Robotic vs. Human Uses of Working Memory?
A simple example illustrates the importance of working memory for particular academic tasks. Try adding 3 and 9 in your head. That was probably easy for you. Now try adding 33 and 99. That was probably more difficult. Finally, try adding 333 and 999. This is quite challenging for most adults even though each calculation required is trivially easy. The challenge occurred because you need to store extra information and this taxed your working memory. If your working memory capacity was exceeded, you could not complete the problem successfully.

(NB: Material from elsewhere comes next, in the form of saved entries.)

//! Workflow definition lookup and SQLite implementation.
//!
//! # Responsibility
//! - Resolve the workflow assigned to an item into a read-only handle.
//! - Register workflow definitions and their states.
//!
//! # Invariants
//! - Lookups never mutate items or workflows.
//! - States are returned in declaration order.

use crate::db::DbError;
use crate::model::item::{ContentItem, WORKFLOW_FIELD};
use crate::model::workflow::{WorkflowHandle, WorkflowState};
use crate::repo::{ensure_connection_ready, parse_flag, parse_uuid, SchemaError};
use rusqlite::{params, Connection, OptionalExtension};
use std::error::Error;
use std::fmt::{Display, Formatter};
use uuid::Uuid;

pub type WorkflowRepoResult<T> = Result<T, WorkflowRepoError>;

#[derive(Debug)]
pub enum WorkflowRepoError {
    Db(DbError),
    Schema(SchemaError),
    WorkflowNotFound(Uuid),
    /// State does not belong to the workflow it is used with.
    StateNotInWorkflow {
        workflow_id: Uuid,
        state_id: Uuid,
    },
    InvalidData(String),
}

impl Display for WorkflowRepoError {
    fn fmt(&self, f: &mut Formatter<'_>) -> std::fmt::Result {
        match self {
            Self::Db(err) => write!(f, "{err}"),
            Self::Schema(err) => write!(f, "workflow repository: {err}"),
            Self::WorkflowNotFound(id) => write!(f, "workflow not found: {id}"),
            Self::StateNotInWorkflow {
                workflow_id,
                state_id,
            } => write!(f, "state {state_id} is not part of workflow {workflow_id}"),
            Self::InvalidData(message) => write!(f, "invalid workflow data: {message}"),
        }
    }
}

impl Error for WorkflowRepoError {
    fn source(&self) -> Option<&(dyn Error + 'static)> {
        match self {
            Self::Db(err) => Some(err),
            Self::Schema(err) => Some(err),
            _ => None,
        }
    }
}

impl From<rusqlite::Error> for WorkflowRepoError {
    fn from(value: rusqlite::Error) -> Self {
        Self::Db(DbError::Sqlite(value))
    }
}

impl From<SchemaError> for WorkflowRepoError {
    fn from(value: SchemaError) -> Self {
        Self::Schema(value)
    }
}

/// Workflow lookup exposed by a content database.
pub trait WorkflowProvider {
    /// Returns the workflow assigned to `item`, if any.
    fn get_workflow(&self, item: &ContentItem) -> WorkflowRepoResult<Option<WorkflowHandle>>;
    /// Loads one workflow definition by id.
    fn workflow_by_id(&self, id: Uuid) -> WorkflowRepoResult<Option<WorkflowHandle>>;
}

/// SQLite-backed workflow provider.
pub struct SqliteWorkflowProvider<'conn> {
    conn: &'conn Connection,
}

impl<'conn> SqliteWorkflowProvider<'conn> {
    pub fn try_new(conn: &'conn Connection) -> WorkflowRepoResult<Self> {
        ensure_connection_ready(conn, &["workflows", "workflow_states"])?;
        Ok(Self { conn })
    }

    /// Registers an empty workflow.
    pub fn create_workflow(&self, name: &str) -> WorkflowRepoResult<WorkflowHandle> {
        let id = Uuid::new_v4();
        self.conn.execute(
            "INSERT INTO workflows (workflow_uuid, name) VALUES (?1, ?2);",
            params![id.to_string(), name.trim()],
        )?;
        self.require_workflow(id)
    }

    /// Appends one state to `workflow_id`.
    pub fn add_state(
        &self,
        workflow_id: Uuid,
        name: &str,
        is_final: bool,
        preview_targets: &[&str],
    ) -> WorkflowRepoResult<WorkflowState> {
        self.require_workflow(workflow_id)?;
        let id = Uuid::new_v4();
        let targets = preview_targets
            .iter()
            .map(|target| target.trim())
            .filter(|target| !target.is_empty())
            .collect::<Vec<_>>();
        self.conn.execute(
            "INSERT INTO workflow_states (
                state_uuid,
                workflow_uuid,
                name,
                is_final,
                preview_targets,
                sort_order
            ) VALUES (
                ?1, ?2, ?3, ?4, ?5,
                (SELECT COALESCE(MAX(sort_order), -1) + 1
                 FROM workflow_states
                 WHERE workflow_uuid = ?2)
            );",
            params![
                id.to_string(),
                workflow_id.to_string(),
                name.trim(),
                i64::from(is_final),
                targets.join(","),
            ],
        )?;
        Ok(WorkflowState {
            id,
            name: name.trim().to_string(),
            is_final,
            preview_targets: targets.into_iter().map(str::to_string).collect(),
        })
    }

    /// Sets the state new items are started in.
    pub fn set_initial_state(
        &self,
        workflow_id: Uuid,
        state_id: Uuid,
    ) -> WorkflowRepoResult<WorkflowHandle> {
        let workflow = self.require_workflow(workflow_id)?;
        if workflow.state(state_id).is_none() {
            return Err(WorkflowRepoError::StateNotInWorkflow {
                workflow_id,
                state_id,
            });
        }
        self.conn.execute(
            "UPDATE workflows SET initial_state_uuid = ?2 WHERE workflow_uuid = ?1;",
            params![workflow_id.to_string(), state_id.to_string()],
        )?;
        self.require_workflow(workflow_id)
    }

    fn require_workflow(&self, id: Uuid) -> WorkflowRepoResult<WorkflowHandle> {
        self.workflow_by_id(id)?
            .ok_or(WorkflowRepoError::WorkflowNotFound(id))
    }

    fn load_states(&self, workflow_id: Uuid) -> WorkflowRepoResult<Vec<WorkflowState>> {
        let mut stmt = self.conn.prepare(
            "SELECT state_uuid, name, is_final, preview_targets
             FROM workflow_states
             WHERE workflow_uuid = ?1
             ORDER BY sort_order ASC, state_uuid ASC;",
        )?;
        let mut rows = stmt.query([workflow_id.to_string()])?;
        let mut states = Vec::new();
        while let Some(row) = rows.next()? {
            let id_text: String = row.get(0)?;
            let targets: String = row.get(3)?;
            states.push(WorkflowState {
                id: parse_uuid(&id_text, "workflow_states.state_uuid")
                    .map_err(WorkflowRepoError::InvalidData)?,
                name: row.get(1)?,
                is_final: parse_flag(row.get(2)?, "workflow_states.is_final")
                    .map_err(WorkflowRepoError::InvalidData)?,
                preview_targets: targets
                    .split(',')
                    .map(str::trim)
                    .filter(|target| !target.is_empty())
                    .map(str::to_string)
                    .collect(),
            });
        }
        Ok(states)
    }
}

impl WorkflowProvider for SqliteWorkflowProvider<'_> {
    fn get_workflow(&self, item: &ContentItem) -> WorkflowRepoResult<Option<WorkflowHandle>> {
        let Some(value) = item.field(WORKFLOW_FIELD) else {
            return Ok(None);
        };
        let workflow_id = parse_uuid(value, "item_fields.__Workflow")
            .map_err(WorkflowRepoError::InvalidData)?;
        self.workflow_by_id(workflow_id)
    }

    fn workflow_by_id(&self, id: Uuid) -> WorkflowRepoResult<Option<WorkflowHandle>> {
        let row: Option<(String, Option<String>)> = self
            .conn
            .query_row(
                "SELECT name, initial_state_uuid
                 FROM workflows
                 WHERE workflow_uuid = ?1;",
                [id.to_string()],
                |row| Ok((row.get(0)?, row.get(1)?)),
            )
            .optional()?;
        let Some((name, initial_state)) = row else {
            return Ok(None);
        };

        Ok(Some(WorkflowHandle {
            id,
            name,
            initial_state_id: initial_state
                .map(|value| parse_uuid(&value, "workflows.initial_state_uuid"))
                .transpose()
                .map_err(WorkflowRepoError::InvalidData)?,
            states: self.load_states(id)?,
        }))
    }
}
//! Content item domain model.
//!
//! # Responsibility
//! - Define the snapshot of one item version handed out by the tree store.
//! - Name the well-known fields the creation core reads and writes.
//!
//! # Invariants
//! - `version` is 1-based and scoped to `(id, language)`.
//! - `fields` holds effective values: own values overlay standard values.
//! - `lock` belongs to this version only, never to sibling versions.

use serde::{Deserialize, Serialize};
use std::collections::BTreeMap;
use uuid::Uuid;

/// Stable identifier of one content item across versions and languages.
pub type ItemId = Uuid;

/// Inheritable field naming the workflow a new item is started in.
pub const DEFAULT_WORKFLOW_FIELD: &str = "__Default workflow";
/// Field naming the workflow currently assigned to an item.
pub const WORKFLOW_FIELD: &str = "__Workflow";
/// Field naming the workflow state of one item version.
pub const WORKFLOW_STATE_FIELD: &str = "__Workflow state";
/// Lock-capable field. Templates without it cannot be locked.
pub const LOCK_FIELD: &str = "__Lock";

/// Exclusive editing lock held on one item version.
#[derive(Debug, Clone, PartialEq, Eq, Serialize, Deserialize)]
pub struct ItemLock {
    /// Identity name that acquired the lock.
    pub owner: String,
    /// Epoch ms acquisition timestamp.
    pub locked_at: i64,
}

/// Snapshot of one item version in one language.
#[derive(Debug, Clone, PartialEq, Eq, Serialize, Deserialize)]
pub struct ContentItem {
    pub id: ItemId,
    /// `None` for tree roots.
    pub parent_id: Option<ItemId>,
    pub name: String,
    pub template_id: Uuid,
    /// Branch the item was created from, when created from a branch root.
    pub branch_id: Option<Uuid>,
    pub language: String,
    pub version: u32,
    pub fields: BTreeMap<String, String>,
    pub lock: Option<ItemLock>,
    /// Epoch ms creation timestamp.
    pub created_at: i64,
    /// Epoch ms update timestamp.
    pub updated_at: i64,
}

impl ContentItem {
    /// Returns the effective value of `name`, treating blank values as unset.
    pub fn field(&self, name: &str) -> Option<&str> {
        self.fields
            .get(name)
            .map(|value| value.trim())
            .filter(|value| !value.is_empty())
    }

    /// Returns whether this version is locked by anyone.
    pub fn is_locked(&self) -> bool {
        self.lock.is_some()
    }

    /// Returns whether this version is locked by `identity`.
    pub fn is_locked_by(&self, identity: &str) -> bool {
        self.lock
            .as_ref()
            .is_some_and(|lock| lock.owner == identity)
    }
}
//! Creation blueprints: templates, branches and command masters.
//!
//! # Invariants
//! - Definitions are immutable snapshots during one creation call.
//! - A branch always names the template of the root item it spawns.

use serde::{Deserialize, Serialize};
use std::fmt::{Display, Formatter};
use uuid::Uuid;

/// Token in branch child names replaced with the created root's name.
pub const BRANCH_NAME_TOKEN: &str = "$name";

/// Field schema blueprint for one item.
#[derive(Debug, Clone, PartialEq, Eq, Serialize, Deserialize)]
pub struct TemplateDefinition {
    pub id: Uuid,
    pub name: String,
    /// Field names declared by the template.
    pub fields: Vec<String>,
    /// Whether items of this template can get additional versions.
    pub versioning_enabled: bool,
    /// Item holding the template's default field values.
    pub standard_values_id: Option<Uuid>,
}

/// One child item spawned beneath a branch root.
#[derive(Debug, Clone, PartialEq, Eq, Serialize, Deserialize)]
pub struct BranchChild {
    /// Child name; may contain [`BRANCH_NAME_TOKEN`].
    pub name: String,
    pub template_id: Uuid,
}

impl BranchChild {
    /// Resolves the child name for a root named `root_name`.
    pub fn resolved_name(&self, root_name: &str) -> String {
        self.name.replace(BRANCH_NAME_TOKEN, root_name)
    }
}

/// Subtree blueprint: one root item plus child stubs.
#[derive(Debug, Clone, PartialEq, Eq, Serialize, Deserialize)]
pub struct BranchDefinition {
    pub id: Uuid,
    pub name: String,
    /// Template of the root item.
    pub template_id: Uuid,
    /// Children in creation order.
    pub children: Vec<BranchChild>,
}

/// Definition kind used to key audit records.
#[derive(Debug, Clone, Copy, PartialEq, Eq, Serialize, Deserialize)]
#[serde(rename_all = "snake_case")]
pub enum DefinitionKind {
    Branch,
    Template,
}

impl DefinitionKind {
    pub fn as_str(self) -> &'static str {
        match self {
            Self::Branch => "branch",
            Self::Template => "template",
        }
    }
}

impl Display for DefinitionKind {
    fn fmt(&self, f: &mut Formatter<'_>) -> std::fmt::Result {
        f.write_str(self.as_str())
    }
}

/// Input to item creation.
#[derive(Debug, Clone, PartialEq, Eq)]
pub enum DefinitionSource {
    Branch(BranchDefinition),
    Template(TemplateDefinition),
}

impl DefinitionSource {
    pub fn kind(&self) -> DefinitionKind {
        match self {
            Self::Branch(_) => DefinitionKind::Branch,
            Self::Template(_) => DefinitionKind::Template,
        }
    }

    pub fn id(&self) -> Uuid {
        match self {
            Self::Branch(branch) => branch.id,
            Self::Template(template) => template.id,
        }
    }

    pub fn name(&self) -> &str {
        match self {
            Self::Branch(branch) => branch.name.as_str(),
            Self::Template(template) => template.name.as_str(),
        }
    }

    /// Template of the item created directly under the parent.
    pub fn root_template_id(&self) -> Uuid {
        match self {
            Self::Branch(branch) => branch.template_id,
            Self::Template(template) => template.id,
        }
    }
}

/// Anything an "add from master" request can point at.
#[derive(Debug, Clone, PartialEq, Eq)]
pub enum MasterDefinition {
    Definition(DefinitionSource),
    /// Master that dispatches a shell command instead of creating an item.
    Command { id: Uuid, name: String, command: String },
}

Holmes, Gathercole, et al. (2010). Working memory deficits can be overcome: Impacts of training and medication on working memory in children with ADHD*
Who but an experimental psychologist would expect anyone to remember anything as silly as unrelated digits without the aid of paper and pencil? Better yet, why would anyone ever have to remember such sorts of things without writing them down? The mind is well equipped to retain large amounts of meaningful material, as long as the material has pattern and structure. It is the meaningless, arbitrary stuff of modern life that gives so much trouble. Sure, it is often easier to remember something than to carry around and consult written records for everyday tasks, but why must these things be so meaningless, so arbitrary?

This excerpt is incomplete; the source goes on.